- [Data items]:

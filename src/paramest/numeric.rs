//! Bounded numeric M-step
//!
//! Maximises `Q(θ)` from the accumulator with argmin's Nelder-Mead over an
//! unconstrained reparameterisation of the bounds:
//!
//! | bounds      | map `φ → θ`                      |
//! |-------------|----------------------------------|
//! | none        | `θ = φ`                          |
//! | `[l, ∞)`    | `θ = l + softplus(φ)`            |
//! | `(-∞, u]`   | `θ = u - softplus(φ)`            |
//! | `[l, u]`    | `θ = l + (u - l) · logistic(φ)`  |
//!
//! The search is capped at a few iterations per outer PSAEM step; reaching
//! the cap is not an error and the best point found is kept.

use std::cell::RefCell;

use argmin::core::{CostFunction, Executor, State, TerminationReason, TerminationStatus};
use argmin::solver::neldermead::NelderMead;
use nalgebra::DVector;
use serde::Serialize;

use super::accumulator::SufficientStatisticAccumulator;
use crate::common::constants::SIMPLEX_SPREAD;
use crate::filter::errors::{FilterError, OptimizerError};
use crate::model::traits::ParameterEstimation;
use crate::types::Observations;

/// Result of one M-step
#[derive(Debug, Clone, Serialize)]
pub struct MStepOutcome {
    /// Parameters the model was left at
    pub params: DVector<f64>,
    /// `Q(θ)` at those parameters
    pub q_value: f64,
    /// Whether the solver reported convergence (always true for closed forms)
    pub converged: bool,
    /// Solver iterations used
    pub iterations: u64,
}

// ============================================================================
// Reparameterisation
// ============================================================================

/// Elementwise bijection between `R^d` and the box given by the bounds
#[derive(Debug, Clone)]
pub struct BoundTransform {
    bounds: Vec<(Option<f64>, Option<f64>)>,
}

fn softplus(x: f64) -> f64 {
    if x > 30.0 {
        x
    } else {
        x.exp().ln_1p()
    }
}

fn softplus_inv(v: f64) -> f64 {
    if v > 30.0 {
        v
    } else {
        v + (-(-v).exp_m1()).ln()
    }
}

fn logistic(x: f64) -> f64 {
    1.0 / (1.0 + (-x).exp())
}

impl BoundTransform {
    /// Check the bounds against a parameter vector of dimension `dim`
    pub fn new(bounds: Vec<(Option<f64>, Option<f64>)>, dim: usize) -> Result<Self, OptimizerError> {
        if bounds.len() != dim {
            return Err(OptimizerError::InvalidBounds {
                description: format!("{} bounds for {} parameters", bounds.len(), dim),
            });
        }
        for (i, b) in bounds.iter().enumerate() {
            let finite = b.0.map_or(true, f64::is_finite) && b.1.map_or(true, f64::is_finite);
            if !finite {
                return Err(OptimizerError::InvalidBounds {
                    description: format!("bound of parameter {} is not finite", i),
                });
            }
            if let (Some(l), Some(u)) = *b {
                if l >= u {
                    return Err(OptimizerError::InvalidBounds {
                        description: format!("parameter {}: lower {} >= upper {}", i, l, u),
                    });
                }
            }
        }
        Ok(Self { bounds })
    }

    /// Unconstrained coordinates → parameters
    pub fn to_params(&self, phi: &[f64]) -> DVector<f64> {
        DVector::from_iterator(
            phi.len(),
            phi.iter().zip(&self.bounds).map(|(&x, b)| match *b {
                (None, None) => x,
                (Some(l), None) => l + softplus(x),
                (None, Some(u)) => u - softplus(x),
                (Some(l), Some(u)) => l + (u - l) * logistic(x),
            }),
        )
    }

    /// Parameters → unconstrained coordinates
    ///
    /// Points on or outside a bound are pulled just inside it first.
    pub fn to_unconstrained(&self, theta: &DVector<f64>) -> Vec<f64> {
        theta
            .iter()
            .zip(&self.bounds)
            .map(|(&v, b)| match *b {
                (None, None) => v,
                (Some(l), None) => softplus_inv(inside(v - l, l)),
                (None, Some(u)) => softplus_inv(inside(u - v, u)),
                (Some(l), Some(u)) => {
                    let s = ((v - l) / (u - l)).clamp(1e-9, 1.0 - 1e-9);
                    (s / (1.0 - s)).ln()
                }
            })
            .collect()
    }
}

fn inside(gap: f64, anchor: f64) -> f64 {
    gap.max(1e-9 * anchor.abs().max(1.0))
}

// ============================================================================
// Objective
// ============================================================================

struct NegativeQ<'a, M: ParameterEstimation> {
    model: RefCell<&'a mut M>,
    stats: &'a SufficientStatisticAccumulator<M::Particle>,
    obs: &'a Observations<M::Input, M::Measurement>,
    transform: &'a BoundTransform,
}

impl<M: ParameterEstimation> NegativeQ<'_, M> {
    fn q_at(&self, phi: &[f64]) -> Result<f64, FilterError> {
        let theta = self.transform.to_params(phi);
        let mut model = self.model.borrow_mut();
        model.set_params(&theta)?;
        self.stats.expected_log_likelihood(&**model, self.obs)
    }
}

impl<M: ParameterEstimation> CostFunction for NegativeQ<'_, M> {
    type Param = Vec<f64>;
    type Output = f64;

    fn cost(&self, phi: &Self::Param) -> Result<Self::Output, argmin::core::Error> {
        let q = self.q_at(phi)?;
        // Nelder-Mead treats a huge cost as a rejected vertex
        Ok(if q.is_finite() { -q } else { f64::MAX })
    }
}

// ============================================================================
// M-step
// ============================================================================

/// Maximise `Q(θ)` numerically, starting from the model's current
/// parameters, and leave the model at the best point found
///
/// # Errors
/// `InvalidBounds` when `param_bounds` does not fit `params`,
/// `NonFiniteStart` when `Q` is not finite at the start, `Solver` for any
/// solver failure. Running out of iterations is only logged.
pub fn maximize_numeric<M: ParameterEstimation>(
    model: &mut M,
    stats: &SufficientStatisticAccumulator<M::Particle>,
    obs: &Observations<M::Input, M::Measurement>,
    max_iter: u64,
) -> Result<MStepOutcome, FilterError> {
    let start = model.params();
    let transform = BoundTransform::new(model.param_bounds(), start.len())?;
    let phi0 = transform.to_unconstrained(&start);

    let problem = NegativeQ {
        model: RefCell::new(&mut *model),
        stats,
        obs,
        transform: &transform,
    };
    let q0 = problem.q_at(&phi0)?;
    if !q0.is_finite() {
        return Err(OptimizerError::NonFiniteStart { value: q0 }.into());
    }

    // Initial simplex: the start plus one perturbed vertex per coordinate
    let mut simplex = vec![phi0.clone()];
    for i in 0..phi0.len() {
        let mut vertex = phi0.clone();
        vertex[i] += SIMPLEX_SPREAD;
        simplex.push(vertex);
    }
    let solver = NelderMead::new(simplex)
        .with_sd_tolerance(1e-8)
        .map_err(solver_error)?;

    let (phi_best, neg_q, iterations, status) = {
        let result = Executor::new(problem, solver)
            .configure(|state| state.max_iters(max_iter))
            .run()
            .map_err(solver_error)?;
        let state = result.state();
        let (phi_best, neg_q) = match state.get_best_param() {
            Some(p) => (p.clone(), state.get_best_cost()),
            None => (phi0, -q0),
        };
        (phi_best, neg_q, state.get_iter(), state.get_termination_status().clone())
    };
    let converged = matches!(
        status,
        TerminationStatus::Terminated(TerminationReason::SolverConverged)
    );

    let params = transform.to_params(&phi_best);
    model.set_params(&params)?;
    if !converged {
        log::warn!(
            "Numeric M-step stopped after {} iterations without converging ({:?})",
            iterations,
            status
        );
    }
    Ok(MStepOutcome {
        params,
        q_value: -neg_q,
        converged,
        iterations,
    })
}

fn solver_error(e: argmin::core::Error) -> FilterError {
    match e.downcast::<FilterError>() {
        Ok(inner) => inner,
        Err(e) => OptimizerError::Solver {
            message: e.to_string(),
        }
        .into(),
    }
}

* * *

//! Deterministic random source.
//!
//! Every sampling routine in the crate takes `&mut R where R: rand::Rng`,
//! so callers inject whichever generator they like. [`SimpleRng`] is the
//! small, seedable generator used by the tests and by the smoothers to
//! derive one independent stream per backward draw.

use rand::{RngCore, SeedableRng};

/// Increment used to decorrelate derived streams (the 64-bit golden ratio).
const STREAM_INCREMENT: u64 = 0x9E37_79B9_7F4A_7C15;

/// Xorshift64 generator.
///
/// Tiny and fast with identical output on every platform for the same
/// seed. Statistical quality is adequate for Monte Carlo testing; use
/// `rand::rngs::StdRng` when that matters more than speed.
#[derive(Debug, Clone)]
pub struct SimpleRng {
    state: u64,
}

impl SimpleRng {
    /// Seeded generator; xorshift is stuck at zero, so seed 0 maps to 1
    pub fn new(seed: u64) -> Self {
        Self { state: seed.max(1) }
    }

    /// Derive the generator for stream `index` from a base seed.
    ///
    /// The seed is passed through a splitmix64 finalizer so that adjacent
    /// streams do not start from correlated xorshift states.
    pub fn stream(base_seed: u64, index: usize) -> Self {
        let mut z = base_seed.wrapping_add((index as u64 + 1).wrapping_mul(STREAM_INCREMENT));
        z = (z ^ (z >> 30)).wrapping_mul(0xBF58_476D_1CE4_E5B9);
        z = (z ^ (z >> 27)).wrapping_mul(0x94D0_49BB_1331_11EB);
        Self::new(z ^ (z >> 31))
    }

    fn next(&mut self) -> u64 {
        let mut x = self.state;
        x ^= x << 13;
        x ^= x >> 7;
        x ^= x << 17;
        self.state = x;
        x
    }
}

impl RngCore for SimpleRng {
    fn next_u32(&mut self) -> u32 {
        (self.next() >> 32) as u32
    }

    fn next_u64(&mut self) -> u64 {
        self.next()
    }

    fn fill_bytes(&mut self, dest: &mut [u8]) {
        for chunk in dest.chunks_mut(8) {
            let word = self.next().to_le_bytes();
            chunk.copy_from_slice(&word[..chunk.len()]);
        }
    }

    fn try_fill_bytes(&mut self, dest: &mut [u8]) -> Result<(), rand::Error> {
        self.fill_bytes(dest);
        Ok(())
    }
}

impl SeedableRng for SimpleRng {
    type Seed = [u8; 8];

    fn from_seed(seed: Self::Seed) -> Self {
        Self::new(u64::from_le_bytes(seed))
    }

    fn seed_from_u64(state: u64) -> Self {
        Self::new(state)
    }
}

- [YOUR GOAL]: The required output is every line above from the one with "filename src/paramest/numeric.rs" down to the one with "Check the bounds", restated word for word, ends included.

- [ANSWER BOX]:
filename src/paramest/numeric.rs
//! Bounded numeric M-step
//!
//! Maximises `Q(θ)` from the accumulator with argmin's Nelder-Mead over an
//! unconstrained reparameterisation of the bounds:
//!
//! | bounds      | map `φ → θ`                      |
//! |-------------|----------------------------------|
//! | none        | `θ = φ`                          |
//! | `[l, ∞)`    | `θ = l + softplus(φ)`            |
//! | `(-∞, u]`   | `θ = u - softplus(φ)`            |
//! | `[l, u]`    | `θ = l + (u - l) · logistic(φ)`  |
//!
//! The search is capped at a few iterations per outer PSAEM step; reaching
//! the cap is not an error and the best point found is kept.

use std::cell::RefCell;

use argmin::core::{CostFunction, Executor, State, TerminationReason, TerminationStatus};
use argmin::solver::neldermead::NelderMead;
use nalgebra::DVector;
use serde::Serialize;

use super::accumulator::SufficientStatisticAccumulator;
use crate::common::constants::SIMPLEX_SPREAD;
use crate::filter::errors::{FilterError, OptimizerError};
use crate::model::traits::ParameterEstimation;
use crate::types::Observations;

/// Result of one M-step
#[derive(Debug, Clone, Serialize)]
pub struct MStepOutcome {
    /// Parameters the model was left at
    pub params: DVector<f64>,
    /// `Q(θ)` at those parameters
    pub q_value: f64,
    /// Whether the solver reported convergence (always true for closed forms)
    pub converged: bool,
    /// Solver iterations used
    pub iterations: u64,
}

// ============================================================================
// Reparameterisation
// ============================================================================

/// Elementwise bijection between `R^d` and the box given by the bounds
#[derive(Debug, Clone)]
pub struct BoundTransform {
    bounds: Vec<(Option<f64>, Option<f64>)>,
}

fn softplus(x: f64) -> f64 {
    if x > 30.0 {
        x
    } else {
        x.exp().ln_1p()
    }
}

fn softplus_inv(v: f64) -> f64 {
    if v > 30.0 {
        v
    } else {
        v + (-(-v).exp_m1()).ln()
    }
}

fn logistic(x: f64) -> f64 {
    1.0 / (1.0 + (-x).exp())
}

impl BoundTransform {
    /// Check the bounds against a parameter vector of dimension `dim`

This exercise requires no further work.